■ **Prompt**
Each line that includes the word "PushMessage" should be copied from the records.

[Stored data entries]
================================

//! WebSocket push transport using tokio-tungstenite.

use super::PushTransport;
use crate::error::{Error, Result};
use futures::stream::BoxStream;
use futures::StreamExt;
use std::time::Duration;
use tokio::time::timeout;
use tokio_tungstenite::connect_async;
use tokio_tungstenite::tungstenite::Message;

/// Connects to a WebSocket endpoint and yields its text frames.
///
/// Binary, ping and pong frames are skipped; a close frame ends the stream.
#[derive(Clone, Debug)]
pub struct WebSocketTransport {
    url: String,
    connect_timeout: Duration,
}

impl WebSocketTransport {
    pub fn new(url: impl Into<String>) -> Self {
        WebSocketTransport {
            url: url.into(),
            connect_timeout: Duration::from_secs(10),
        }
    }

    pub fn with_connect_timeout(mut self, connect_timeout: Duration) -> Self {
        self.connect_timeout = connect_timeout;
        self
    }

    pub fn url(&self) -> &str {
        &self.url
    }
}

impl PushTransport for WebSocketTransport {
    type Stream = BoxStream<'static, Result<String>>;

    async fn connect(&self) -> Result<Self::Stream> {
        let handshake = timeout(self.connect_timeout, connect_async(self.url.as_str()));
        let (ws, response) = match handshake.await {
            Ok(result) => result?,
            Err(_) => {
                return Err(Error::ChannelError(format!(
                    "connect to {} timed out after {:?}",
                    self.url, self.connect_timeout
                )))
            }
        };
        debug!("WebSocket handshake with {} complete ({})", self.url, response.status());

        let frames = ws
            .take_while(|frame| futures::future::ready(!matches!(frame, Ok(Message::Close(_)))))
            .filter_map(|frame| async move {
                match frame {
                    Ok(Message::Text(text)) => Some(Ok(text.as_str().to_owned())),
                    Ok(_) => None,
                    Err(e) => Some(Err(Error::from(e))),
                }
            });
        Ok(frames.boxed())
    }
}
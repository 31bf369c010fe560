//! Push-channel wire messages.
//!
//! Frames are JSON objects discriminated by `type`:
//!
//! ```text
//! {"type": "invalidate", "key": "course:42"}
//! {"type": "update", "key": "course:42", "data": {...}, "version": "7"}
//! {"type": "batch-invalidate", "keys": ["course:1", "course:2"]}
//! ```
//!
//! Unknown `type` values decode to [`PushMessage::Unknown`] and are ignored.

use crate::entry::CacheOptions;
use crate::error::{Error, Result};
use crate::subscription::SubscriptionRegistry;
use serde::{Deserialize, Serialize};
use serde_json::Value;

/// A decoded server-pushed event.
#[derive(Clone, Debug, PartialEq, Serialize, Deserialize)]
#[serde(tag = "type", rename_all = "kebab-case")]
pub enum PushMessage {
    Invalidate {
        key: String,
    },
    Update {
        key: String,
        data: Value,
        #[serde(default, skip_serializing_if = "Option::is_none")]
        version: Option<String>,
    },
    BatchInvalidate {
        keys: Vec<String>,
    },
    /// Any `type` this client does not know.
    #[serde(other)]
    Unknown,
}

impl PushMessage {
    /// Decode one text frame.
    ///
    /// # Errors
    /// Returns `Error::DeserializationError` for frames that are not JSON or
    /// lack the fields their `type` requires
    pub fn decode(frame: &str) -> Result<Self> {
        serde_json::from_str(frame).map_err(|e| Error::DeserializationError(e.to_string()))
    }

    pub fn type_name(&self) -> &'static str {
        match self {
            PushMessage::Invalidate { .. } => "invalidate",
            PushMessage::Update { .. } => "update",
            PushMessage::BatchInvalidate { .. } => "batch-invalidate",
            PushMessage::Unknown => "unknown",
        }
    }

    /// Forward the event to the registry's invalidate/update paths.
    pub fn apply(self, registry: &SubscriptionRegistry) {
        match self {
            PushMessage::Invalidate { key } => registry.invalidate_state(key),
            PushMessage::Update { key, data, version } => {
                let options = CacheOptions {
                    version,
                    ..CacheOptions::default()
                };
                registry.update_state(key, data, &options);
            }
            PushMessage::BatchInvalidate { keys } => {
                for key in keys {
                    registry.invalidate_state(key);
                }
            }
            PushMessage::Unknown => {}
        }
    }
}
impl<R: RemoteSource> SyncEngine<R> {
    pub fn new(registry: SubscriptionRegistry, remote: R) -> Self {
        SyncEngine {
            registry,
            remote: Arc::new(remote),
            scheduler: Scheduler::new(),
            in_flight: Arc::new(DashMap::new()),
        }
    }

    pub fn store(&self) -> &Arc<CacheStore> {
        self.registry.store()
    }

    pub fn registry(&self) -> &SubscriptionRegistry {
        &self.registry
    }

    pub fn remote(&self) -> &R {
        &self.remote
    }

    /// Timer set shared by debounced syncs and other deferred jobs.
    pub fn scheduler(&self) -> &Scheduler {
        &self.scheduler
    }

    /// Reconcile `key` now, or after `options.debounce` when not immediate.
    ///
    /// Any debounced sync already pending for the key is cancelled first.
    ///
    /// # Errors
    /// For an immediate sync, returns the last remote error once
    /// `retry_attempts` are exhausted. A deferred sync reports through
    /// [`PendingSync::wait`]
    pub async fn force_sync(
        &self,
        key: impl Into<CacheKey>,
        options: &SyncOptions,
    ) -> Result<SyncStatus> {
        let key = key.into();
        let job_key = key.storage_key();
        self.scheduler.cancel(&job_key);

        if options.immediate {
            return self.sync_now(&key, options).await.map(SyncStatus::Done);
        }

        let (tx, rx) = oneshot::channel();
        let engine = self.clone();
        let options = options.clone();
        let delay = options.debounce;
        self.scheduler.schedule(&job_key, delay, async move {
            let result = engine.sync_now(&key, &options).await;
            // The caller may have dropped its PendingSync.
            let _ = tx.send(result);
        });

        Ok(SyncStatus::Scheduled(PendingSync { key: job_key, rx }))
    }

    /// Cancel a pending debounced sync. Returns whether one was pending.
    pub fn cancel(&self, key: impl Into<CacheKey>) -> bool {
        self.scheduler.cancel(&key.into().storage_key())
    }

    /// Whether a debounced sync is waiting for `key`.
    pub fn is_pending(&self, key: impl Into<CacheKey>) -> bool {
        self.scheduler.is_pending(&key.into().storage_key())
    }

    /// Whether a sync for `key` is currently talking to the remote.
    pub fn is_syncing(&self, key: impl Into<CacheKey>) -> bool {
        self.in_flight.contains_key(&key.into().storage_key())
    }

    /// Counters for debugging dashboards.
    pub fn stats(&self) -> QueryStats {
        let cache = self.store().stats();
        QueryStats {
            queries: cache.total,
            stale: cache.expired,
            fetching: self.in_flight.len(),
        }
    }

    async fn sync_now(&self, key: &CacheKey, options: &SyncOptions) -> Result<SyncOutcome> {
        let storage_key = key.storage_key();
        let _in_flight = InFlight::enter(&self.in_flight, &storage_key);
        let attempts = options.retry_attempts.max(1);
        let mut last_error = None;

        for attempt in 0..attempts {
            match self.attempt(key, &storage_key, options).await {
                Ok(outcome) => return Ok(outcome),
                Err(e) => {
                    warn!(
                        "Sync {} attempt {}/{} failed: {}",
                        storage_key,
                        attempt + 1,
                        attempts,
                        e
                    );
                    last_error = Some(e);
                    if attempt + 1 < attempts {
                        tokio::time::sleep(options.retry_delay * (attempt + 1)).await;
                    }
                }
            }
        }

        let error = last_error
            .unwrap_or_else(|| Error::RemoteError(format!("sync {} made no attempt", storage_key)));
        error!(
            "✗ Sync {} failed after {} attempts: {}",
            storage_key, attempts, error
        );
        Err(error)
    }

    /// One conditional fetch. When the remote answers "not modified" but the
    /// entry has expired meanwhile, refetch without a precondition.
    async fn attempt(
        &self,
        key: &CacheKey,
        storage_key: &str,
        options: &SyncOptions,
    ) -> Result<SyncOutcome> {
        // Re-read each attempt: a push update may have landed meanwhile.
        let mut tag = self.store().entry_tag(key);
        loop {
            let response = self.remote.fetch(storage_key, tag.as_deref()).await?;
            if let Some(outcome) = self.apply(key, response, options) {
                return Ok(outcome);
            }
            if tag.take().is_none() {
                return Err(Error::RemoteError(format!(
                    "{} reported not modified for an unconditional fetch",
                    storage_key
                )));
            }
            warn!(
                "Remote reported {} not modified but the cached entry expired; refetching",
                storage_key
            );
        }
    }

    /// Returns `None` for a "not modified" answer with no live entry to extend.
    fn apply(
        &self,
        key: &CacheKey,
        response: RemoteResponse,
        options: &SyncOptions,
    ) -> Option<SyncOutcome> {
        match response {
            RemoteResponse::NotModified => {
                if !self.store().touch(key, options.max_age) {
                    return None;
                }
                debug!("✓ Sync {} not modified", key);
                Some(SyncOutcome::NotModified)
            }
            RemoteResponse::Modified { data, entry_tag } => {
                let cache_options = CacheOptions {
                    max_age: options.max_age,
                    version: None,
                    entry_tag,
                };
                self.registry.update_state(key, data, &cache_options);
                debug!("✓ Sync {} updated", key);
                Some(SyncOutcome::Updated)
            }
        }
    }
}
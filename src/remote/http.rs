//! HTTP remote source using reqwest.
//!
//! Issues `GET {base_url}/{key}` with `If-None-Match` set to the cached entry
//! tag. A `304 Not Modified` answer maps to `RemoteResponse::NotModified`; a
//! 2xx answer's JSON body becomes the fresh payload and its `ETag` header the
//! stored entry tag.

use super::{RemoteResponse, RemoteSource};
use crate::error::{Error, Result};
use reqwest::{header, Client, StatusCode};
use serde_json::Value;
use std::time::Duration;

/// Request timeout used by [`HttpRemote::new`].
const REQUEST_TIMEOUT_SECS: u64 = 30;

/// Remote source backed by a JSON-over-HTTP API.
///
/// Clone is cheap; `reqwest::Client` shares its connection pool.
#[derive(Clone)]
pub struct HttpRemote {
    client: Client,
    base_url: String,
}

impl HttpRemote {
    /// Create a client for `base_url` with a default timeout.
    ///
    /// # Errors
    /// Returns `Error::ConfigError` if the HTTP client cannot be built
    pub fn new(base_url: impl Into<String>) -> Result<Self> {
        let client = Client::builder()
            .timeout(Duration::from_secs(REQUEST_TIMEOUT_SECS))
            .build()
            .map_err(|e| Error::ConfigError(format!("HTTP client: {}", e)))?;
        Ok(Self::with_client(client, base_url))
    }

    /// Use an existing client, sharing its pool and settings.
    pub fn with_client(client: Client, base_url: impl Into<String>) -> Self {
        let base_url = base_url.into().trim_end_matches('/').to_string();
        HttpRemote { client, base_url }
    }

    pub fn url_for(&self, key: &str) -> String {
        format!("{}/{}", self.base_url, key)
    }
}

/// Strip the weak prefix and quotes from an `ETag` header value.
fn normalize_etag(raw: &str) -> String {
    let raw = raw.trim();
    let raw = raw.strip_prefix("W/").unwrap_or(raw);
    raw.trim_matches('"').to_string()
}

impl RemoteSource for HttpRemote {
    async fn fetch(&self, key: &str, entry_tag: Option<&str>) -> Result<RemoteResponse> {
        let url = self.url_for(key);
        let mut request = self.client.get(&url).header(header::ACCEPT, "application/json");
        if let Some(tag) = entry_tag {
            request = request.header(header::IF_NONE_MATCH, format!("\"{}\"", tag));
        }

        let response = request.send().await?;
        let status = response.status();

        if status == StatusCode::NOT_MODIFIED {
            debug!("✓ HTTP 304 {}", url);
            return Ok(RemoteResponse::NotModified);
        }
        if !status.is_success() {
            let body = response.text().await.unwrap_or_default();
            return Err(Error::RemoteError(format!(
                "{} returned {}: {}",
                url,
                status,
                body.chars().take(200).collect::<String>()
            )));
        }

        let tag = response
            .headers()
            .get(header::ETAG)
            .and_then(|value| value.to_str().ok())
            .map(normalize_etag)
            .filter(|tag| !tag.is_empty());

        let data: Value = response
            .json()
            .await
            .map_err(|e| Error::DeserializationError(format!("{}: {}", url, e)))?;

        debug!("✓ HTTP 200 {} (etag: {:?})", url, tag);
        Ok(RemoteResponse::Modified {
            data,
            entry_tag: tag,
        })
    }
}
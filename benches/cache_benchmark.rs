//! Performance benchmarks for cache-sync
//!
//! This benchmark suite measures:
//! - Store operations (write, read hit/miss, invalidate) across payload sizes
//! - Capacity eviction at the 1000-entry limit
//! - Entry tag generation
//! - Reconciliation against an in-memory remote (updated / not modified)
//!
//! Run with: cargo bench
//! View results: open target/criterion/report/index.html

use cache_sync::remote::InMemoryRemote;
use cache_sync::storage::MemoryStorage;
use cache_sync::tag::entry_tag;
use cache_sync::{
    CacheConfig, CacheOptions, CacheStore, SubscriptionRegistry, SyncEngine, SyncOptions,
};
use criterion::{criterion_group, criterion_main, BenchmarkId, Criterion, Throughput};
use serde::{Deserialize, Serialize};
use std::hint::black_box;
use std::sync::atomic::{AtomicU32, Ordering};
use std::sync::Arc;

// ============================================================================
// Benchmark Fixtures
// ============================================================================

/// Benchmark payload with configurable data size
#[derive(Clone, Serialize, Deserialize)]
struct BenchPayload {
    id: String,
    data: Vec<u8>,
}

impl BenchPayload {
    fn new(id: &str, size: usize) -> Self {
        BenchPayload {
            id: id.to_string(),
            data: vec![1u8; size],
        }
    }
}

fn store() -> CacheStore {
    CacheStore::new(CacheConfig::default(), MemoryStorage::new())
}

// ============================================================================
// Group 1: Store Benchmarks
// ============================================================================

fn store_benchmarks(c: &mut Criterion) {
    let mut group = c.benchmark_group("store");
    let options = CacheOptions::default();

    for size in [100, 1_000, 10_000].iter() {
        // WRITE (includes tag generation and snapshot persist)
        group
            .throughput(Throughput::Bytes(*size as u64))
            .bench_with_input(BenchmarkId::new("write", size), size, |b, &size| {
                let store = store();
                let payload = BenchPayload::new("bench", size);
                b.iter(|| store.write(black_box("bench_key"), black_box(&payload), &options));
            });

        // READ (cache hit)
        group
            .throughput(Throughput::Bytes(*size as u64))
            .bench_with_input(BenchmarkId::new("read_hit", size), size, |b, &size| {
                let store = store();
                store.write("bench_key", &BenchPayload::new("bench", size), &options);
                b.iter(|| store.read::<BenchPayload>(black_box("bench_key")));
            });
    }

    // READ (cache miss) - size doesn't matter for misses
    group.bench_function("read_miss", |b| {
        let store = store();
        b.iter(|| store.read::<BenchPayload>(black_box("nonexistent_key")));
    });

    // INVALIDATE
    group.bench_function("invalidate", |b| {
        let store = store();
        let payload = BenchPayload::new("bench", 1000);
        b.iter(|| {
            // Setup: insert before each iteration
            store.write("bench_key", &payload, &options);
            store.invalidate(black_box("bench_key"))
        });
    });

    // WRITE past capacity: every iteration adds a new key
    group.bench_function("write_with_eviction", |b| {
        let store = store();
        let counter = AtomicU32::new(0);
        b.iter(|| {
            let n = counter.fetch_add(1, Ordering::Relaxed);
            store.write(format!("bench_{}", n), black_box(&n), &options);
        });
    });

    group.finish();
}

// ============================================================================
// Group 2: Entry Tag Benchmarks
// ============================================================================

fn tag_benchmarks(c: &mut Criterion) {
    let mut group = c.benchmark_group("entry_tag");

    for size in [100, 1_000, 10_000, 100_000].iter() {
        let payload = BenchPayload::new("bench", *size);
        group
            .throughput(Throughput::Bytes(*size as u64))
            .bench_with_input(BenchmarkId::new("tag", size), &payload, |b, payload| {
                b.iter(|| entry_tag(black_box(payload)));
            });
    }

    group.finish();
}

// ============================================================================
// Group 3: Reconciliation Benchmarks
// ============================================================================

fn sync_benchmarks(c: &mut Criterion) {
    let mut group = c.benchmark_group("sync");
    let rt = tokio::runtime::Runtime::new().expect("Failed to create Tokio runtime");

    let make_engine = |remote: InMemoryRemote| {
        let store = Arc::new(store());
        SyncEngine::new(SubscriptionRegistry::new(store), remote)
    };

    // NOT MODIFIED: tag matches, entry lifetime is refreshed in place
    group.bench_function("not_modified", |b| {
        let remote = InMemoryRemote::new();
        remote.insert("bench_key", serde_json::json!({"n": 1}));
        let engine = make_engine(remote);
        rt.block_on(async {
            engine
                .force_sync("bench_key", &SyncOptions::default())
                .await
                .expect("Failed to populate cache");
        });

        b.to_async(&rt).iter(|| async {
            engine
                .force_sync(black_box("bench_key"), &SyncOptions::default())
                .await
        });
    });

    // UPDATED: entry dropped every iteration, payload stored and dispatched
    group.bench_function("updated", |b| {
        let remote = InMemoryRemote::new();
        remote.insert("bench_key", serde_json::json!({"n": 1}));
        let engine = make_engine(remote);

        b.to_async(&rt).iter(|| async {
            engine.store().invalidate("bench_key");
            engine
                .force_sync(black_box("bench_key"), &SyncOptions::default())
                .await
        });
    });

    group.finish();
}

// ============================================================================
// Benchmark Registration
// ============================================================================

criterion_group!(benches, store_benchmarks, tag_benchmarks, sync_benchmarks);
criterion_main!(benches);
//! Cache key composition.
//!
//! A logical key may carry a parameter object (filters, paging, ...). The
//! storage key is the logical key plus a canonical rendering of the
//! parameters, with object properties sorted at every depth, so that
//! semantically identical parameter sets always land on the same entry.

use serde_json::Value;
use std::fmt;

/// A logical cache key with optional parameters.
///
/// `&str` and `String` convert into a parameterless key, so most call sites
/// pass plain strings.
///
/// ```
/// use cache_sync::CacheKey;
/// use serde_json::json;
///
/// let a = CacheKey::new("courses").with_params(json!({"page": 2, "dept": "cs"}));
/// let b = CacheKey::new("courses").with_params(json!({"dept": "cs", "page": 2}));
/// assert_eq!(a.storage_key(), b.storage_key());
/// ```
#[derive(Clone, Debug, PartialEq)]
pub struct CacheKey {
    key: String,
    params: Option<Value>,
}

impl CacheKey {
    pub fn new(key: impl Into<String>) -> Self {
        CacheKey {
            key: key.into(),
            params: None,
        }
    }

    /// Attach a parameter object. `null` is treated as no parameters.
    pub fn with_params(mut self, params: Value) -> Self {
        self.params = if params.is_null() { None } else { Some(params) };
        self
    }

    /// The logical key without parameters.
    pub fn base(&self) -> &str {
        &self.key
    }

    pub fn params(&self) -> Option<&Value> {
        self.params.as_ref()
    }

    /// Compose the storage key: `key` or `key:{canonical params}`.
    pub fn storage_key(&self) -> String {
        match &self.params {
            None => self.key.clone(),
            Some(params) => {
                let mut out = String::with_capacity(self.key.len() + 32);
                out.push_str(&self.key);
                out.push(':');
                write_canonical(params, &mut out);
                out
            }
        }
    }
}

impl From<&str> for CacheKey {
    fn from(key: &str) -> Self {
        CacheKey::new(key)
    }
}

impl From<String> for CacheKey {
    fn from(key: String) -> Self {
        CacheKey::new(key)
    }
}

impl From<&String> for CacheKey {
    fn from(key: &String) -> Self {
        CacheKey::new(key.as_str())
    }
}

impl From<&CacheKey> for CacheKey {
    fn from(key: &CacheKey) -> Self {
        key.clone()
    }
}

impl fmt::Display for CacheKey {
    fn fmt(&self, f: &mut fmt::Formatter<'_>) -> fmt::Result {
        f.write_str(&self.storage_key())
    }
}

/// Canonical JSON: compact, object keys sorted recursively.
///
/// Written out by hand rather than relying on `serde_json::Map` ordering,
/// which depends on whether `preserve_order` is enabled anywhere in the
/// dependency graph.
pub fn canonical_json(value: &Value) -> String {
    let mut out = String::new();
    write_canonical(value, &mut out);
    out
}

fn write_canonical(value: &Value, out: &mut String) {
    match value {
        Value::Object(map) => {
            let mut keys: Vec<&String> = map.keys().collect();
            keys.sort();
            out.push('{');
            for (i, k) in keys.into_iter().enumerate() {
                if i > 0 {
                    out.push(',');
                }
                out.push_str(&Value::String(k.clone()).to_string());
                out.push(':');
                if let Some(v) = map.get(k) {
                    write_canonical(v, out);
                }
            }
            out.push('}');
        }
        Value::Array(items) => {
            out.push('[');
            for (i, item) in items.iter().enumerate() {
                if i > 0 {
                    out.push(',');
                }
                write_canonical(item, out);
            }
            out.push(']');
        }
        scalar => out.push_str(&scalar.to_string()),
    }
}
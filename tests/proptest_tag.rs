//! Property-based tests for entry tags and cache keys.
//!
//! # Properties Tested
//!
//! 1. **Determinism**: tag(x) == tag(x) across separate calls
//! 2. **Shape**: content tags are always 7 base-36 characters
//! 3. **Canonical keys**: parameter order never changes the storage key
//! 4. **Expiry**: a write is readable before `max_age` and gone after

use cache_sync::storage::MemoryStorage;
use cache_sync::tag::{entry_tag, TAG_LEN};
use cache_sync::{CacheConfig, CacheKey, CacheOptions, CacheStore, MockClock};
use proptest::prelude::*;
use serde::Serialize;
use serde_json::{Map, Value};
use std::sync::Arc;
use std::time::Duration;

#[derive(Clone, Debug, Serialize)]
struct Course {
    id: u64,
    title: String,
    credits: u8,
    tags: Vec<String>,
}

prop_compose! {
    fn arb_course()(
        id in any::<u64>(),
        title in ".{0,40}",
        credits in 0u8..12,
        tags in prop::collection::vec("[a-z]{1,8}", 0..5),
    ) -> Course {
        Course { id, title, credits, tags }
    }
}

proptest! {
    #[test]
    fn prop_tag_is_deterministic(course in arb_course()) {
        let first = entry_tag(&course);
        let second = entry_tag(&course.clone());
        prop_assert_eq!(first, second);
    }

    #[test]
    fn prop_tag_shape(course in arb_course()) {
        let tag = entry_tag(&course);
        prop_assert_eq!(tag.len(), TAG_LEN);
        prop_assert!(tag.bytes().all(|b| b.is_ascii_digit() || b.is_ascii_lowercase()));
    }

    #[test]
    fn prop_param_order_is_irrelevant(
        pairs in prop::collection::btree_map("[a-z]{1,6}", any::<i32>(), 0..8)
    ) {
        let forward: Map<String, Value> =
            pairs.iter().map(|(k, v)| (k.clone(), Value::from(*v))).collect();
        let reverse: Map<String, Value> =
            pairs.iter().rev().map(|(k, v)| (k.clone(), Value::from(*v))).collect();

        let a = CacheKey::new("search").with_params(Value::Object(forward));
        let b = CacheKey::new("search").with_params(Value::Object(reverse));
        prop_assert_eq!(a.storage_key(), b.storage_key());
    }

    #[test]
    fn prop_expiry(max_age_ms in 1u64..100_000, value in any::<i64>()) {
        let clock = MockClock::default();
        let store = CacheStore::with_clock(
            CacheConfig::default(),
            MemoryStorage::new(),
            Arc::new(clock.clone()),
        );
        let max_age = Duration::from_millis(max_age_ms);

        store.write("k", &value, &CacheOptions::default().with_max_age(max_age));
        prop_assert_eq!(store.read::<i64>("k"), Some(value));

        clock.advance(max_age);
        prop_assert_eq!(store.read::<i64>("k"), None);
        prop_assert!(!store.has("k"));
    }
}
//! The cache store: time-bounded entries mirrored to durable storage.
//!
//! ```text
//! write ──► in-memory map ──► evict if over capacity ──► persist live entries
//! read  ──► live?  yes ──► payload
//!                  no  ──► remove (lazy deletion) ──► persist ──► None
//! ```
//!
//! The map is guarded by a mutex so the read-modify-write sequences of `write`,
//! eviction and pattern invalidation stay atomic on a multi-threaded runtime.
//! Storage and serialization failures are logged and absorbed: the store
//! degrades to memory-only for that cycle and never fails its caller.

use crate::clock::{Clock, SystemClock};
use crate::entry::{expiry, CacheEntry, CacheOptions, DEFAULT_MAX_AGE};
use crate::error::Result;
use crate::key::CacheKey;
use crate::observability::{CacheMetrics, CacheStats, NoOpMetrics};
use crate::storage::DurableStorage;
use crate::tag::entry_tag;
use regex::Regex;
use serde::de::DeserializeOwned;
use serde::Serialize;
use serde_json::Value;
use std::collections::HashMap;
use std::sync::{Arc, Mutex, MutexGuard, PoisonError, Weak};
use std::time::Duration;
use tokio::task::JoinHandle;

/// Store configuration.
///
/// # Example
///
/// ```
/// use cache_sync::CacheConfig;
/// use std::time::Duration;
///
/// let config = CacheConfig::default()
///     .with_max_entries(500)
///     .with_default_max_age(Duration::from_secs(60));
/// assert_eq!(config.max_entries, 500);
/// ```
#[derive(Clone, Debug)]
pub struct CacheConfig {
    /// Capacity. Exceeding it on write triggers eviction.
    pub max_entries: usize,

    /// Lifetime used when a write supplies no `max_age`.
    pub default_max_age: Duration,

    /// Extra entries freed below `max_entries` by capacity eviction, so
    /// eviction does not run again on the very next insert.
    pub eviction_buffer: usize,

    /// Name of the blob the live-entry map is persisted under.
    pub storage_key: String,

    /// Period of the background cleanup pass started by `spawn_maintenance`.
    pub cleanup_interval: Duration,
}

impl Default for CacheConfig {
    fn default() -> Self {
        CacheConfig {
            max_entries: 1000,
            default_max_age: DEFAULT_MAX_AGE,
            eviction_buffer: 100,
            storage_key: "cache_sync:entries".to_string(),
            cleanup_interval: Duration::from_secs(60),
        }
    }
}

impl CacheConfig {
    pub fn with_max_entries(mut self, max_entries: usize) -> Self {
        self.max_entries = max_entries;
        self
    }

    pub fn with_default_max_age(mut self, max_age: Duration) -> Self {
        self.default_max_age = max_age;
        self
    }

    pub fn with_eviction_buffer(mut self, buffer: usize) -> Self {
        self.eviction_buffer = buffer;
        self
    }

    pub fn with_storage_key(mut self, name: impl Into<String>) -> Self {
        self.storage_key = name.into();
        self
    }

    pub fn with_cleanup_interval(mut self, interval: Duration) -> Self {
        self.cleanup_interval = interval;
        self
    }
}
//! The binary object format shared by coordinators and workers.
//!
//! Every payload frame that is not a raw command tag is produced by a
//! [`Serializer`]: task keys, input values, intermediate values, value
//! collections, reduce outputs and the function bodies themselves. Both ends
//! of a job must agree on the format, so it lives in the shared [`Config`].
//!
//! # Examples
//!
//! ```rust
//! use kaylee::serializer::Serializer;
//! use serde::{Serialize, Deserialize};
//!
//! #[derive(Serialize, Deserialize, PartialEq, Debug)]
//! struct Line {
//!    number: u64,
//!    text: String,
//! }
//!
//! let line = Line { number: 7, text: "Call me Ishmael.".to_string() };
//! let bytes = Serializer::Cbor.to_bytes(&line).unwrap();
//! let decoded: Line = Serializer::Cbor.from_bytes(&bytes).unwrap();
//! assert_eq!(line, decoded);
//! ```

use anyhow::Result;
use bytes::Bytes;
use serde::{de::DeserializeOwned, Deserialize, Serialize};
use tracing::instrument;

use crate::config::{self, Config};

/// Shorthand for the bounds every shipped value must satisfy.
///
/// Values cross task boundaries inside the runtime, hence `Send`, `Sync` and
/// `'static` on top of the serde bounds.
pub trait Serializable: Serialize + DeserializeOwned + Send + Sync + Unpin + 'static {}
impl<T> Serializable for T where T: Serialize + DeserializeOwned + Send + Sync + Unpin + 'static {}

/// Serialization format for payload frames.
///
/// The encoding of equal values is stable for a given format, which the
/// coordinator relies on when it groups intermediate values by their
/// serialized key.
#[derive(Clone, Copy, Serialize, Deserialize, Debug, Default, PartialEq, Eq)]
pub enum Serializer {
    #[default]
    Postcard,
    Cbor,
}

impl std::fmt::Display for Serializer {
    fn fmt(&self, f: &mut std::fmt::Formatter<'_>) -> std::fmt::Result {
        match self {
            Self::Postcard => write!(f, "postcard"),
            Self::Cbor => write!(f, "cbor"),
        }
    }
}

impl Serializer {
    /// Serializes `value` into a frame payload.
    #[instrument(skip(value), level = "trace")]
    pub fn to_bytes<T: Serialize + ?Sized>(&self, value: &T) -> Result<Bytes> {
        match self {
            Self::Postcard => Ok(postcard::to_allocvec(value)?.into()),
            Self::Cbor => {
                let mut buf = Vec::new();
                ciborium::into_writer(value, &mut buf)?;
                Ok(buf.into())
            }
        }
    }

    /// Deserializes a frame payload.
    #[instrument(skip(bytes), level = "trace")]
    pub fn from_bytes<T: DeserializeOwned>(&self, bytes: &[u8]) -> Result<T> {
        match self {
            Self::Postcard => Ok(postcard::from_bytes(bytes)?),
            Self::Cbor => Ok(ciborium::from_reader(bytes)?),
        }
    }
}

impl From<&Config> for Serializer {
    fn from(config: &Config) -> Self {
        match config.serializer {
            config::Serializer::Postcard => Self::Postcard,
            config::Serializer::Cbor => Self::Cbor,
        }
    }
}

================================

■ **Written response**
//! Unknown `type` values decode to [`PushMessage::Unknown`] and are ignored.
pub enum PushMessage {
impl PushMessage {
            PushMessage::Invalidate { .. } => "invalidate",
            PushMessage::Update { .. } => "update",
            PushMessage::BatchInvalidate { .. } => "batch-invalidate",
            PushMessage::Unknown => "unknown",
            PushMessage::Invalidate { key } => registry.invalidate_state(key),
            PushMessage::Update { key, data, version } => {
            PushMessage::BatchInvalidate { keys } => {
            PushMessage::Unknown => {}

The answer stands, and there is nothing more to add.